Логократия позволяет симулировать нормальность, обыденность жизни в условиях тоталитаризма. Осип Мандельштам говорил жене: они (советские граждане) думают, что все нормально, ибо ходят трамваи. Трамваи действительно ходили. И советский язык превращал их в свидетельство нормальности иллюзорной реальности. В Албании действительно строят заводы, но именно в наглухо закрытой Албании по одному слову Вождя народ единодушно забывал вчерашних "вечных друзей", которые превращались в" вечных врагов".

Исследуя язык в тоталитарной системе, Жорж Штейнер пришел к выводу, что немецкий язык был инструментом "планирования и материального осуществления катастрофы". Штейнер отлично характеризует то, что Клемперер называет "языком третьего рейха": "Рафинированная и похабная лингвистика строит гитлеровскую программу, воодушевляет его пропаганду, разрабатывает для обозначения пыток и газовых камер лживые, успокаивающие, пародирующие идиомы". Трудно возразить против этого. Но Штейнер одновременно пишет: "Сталинский словарь отражает банкротство слова (отсюда никакой опасности для русской литературы), словарь нацистов-его гиперболическое, инфляционистское крушение, о каком говорит Гете в Фаусте II".48

И против этого необходимо возражать: сталинский словарь не потерпел никакого банкротства. Он победил и побеждает. Различное отношение ученого к двум тоталитарным языкам – понимание вреда, нанесенного гитлеризмом немецкому языку, и непонимание вреда, наносимого советским языком русскому – убедительнейшее свидетельство могущества советского языка. Кажется странным, почему не пострадал язык, на котором отдавались приказы о пытках в советских тюрьмах, о расстрелах в советских лагерях, о ликвидации миллионов "кулаков" и т. д. и т. п.

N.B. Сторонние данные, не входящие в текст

//! janus-publish - Janus VideoRoom publisher
//!
//! This library drives a publisher session against a Janus WebRTC gateway
//! over WebSocket and hands offer/answer and ICE work to a pluggable media
//! driver.

pub mod config;
pub mod janus;
pub mod media;
pub mod network;

pub use config::{ConnectionSettings, PublishConfig, Settings};
pub use janus::{PublishState, Publisher, PublisherEvent};
pub use media::{MediaDriver, MediaEngineConfig, MediaFeeds};
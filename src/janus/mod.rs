//! Janus module for VideoRoom publishing
//!
//! Implements the publisher side of the Janus WebSocket API: the session
//! handshake, keepalives and the offer/answer exchange with the media driver.

mod error;
mod event;
mod keepalive;
mod message;
mod publisher;
mod session;
mod state;

#[cfg(test)]
pub(crate) mod test_support;

pub use error::JanusError;
pub use event::PublisherEvent;
pub use keepalive::KeepaliveSupervisor;
pub use message::{
    GatewayError, JanusEvent, MessageBody, PluginData, Request, Response, Transaction,
    TrickleCandidate, VIDEOROOM_PLUGIN,
};
pub use publisher::Publisher;
pub use session::JanusSession;
pub use state::{PublishState, SessionIds, SessionState};
//! Publisher configuration
//!
//! Settings are read from a TOML file with three sections:
//!
//! ```toml
//! [publish]
//! url = "wss://janus.example.com/ws"
//! room = 1234
//! display = "studio"
//!
//! [connection]
//! keepalive_interval_ms = 20000
//!
//! [media]
//! hardware_acceleration = true
//! ```

use std::fs;
use std::path::Path;
use std::time::Duration;

use serde::{Deserialize, Serialize};
use thiserror::Error;

use crate::media::{BitrateRange, MediaEngineConfig};

/// Default interval between keepalive requests (Janus expires idle sessions after 60s)
const DEFAULT_KEEPALIVE_INTERVAL_MS: u64 = 20_000;

/// Default time to wait for a handshake response
const DEFAULT_REQUEST_TIMEOUT_MS: u64 = 10_000;

const DEFAULT_WIDTH: u32 = 1920;
const DEFAULT_HEIGHT: u32 = 1080;

/// Errors loading or validating settings
#[derive(Error, Debug)]
pub enum ConfigError {
    #[error("Failed to read config file: {0}")]
    Io(#[from] std::io::Error),

    #[error("Failed to parse config file: {0}")]
    Parse(#[from] toml::de::Error),

    #[error("Invalid configuration: {0}")]
    Invalid(String),
}

/// What to publish and where; fixed for one publish attempt
#[derive(Debug, Clone, PartialEq, Eq, Serialize, Deserialize)]
pub struct PublishConfig {
    /// Gateway WebSocket URL
    pub url: String,
    pub room: u64,
    /// Display name shown to other participants
    pub display: String,
    /// Participant id (0 lets the gateway pick one)
    #[serde(default)]
    pub id: u32,
    /// Room PIN, if the room is protected
    #[serde(default)]
    pub pin: Option<String>,
    #[serde(default = "default_width")]
    pub width: u32,
    #[serde(default = "default_height")]
    pub height: u32,
}

fn default_width() -> u32 {
    DEFAULT_WIDTH
}

fn default_height() -> u32 {
    DEFAULT_HEIGHT
}

impl PublishConfig {
    pub fn new(url: impl Into<String>, room: u64, display: impl Into<String>) -> Self {
        Self {
            url: url.into(),
            room,
            display: display.into(),
            id: 0,
            pin: None,
            width: DEFAULT_WIDTH,
            height: DEFAULT_HEIGHT,
        }
    }

    pub fn with_id(mut self, id: u32) -> Self {
        self.id = id;
        self
    }

    pub fn with_pin(mut self, pin: impl Into<String>) -> Self {
        self.pin = Some(pin.into());
        self
    }

    pub fn with_video_size(mut self, width: u32, height: u32) -> Self {
        self.width = width;
        self.height = height;
        self
    }

    pub fn validate(&self) -> Result<(), ConfigError> {
        if !self.url.starts_with("ws://") && !self.url.starts_with("wss://") {
            return Err(ConfigError::Invalid(format!(
                "gateway URL {} must start with ws:// or wss://",
                self.url
            )));
        }
        if self.room == 0 {
            return Err(ConfigError::Invalid("room must be non-zero".to_string()));
        }
        if self.width == 0 || self.height == 0 {
            return Err(ConfigError::Invalid(format!(
                "invalid video size {}x{}",
                self.width, self.height
            )));
        }
        Ok(())
    }
}

/// Per-connection behaviour, chosen when the connection is created
#[derive(Debug, Clone, PartialEq, Eq, Serialize, Deserialize)]
#[serde(default)]
pub struct ConnectionSettings {
    pub keepalive_interval_ms: u64,
    /// How long `create`, `attach`, `join` and `configure` may go unanswered
    pub request_timeout_ms: u64,
    /// Feed pre-encoded video packets instead of raw frames
    pub use_encoded_media: bool,
    pub video_bitrate: BitrateRange,
}

impl Default for ConnectionSettings {
    fn default() -> Self {
        Self {
            keepalive_interval_ms: DEFAULT_KEEPALIVE_INTERVAL_MS,
            request_timeout_ms: DEFAULT_REQUEST_TIMEOUT_MS,
            use_encoded_media: false,
            video_bitrate: BitrateRange::default(),
        }
    }
}

impl ConnectionSettings {
    pub fn keepalive_interval(&self) -> Duration {
        Duration::from_millis(self.keepalive_interval_ms)
    }

    pub fn request_timeout(&self) -> Duration {
        Duration::from_millis(self.request_timeout_ms)
    }

    pub fn validate(&self) -> Result<(), ConfigError> {
        if self.keepalive_interval_ms == 0 {
            return Err(ConfigError::Invalid(
                "keepalive_interval_ms must be non-zero".to_string(),
            ));
        }
        if self.request_timeout_ms == 0 {
            return Err(ConfigError::Invalid(
                "request_timeout_ms must be non-zero".to_string(),
            ));
        }
        if self.video_bitrate.min_bps > self.video_bitrate.max_bps {
            return Err(ConfigError::Invalid(format!(
                "video bitrate min {} exceeds max {}",
                self.video_bitrate.min_bps, self.video_bitrate.max_bps
            )));
        }
        Ok(())
    }
}

/// Everything read from a settings file
#[derive(Debug, Clone, Default, PartialEq, Eq, Serialize, Deserialize)]
pub struct Settings {
    #[serde(default)]
    pub publish: Option<PublishConfig>,
    #[serde(default)]
    pub connection: ConnectionSettings,
    #[serde(default)]
    pub media: MediaEngineConfig,
}

impl Settings {
    /// Load and validate settings from a TOML file
    pub fn load(path: impl AsRef<Path>) -> Result<Self, ConfigError> {
        let content = fs::read_to_string(path.as_ref())?;
        Self::from_toml(&content)
    }

    pub fn from_toml(content: &str) -> Result<Self, ConfigError> {
        let settings: Settings = toml::from_str(content)?;
        settings.validate()?;
        Ok(settings)
    }

    pub fn validate(&self) -> Result<(), ConfigError> {
        if let Some(publish) = &self.publish {
            publish.validate()?;
        }
        self.connection.validate()
    }
}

В условиях логократии язык разрушается. С каждым годом все больше. Оптимисты верят: бабушки сохраняют русский язык. Но сегодняшние бабушки выросли уже в логократии: в 30-е годы они были комсомолками и учили азбуку советского языка. Время действия советского языка, появление поколений, для которых живой язык будет становиться только мертвым языком старинных книг, грозит победой советского языка. И, следовательно, трансформацией сознания, победой жителя утопии над человеком.
[1] [2] [3] [4]



Добавить комментарий

  • Обязательные поля обозначены *.

If you have trouble reading the code, click on the code itself to generate a new random code.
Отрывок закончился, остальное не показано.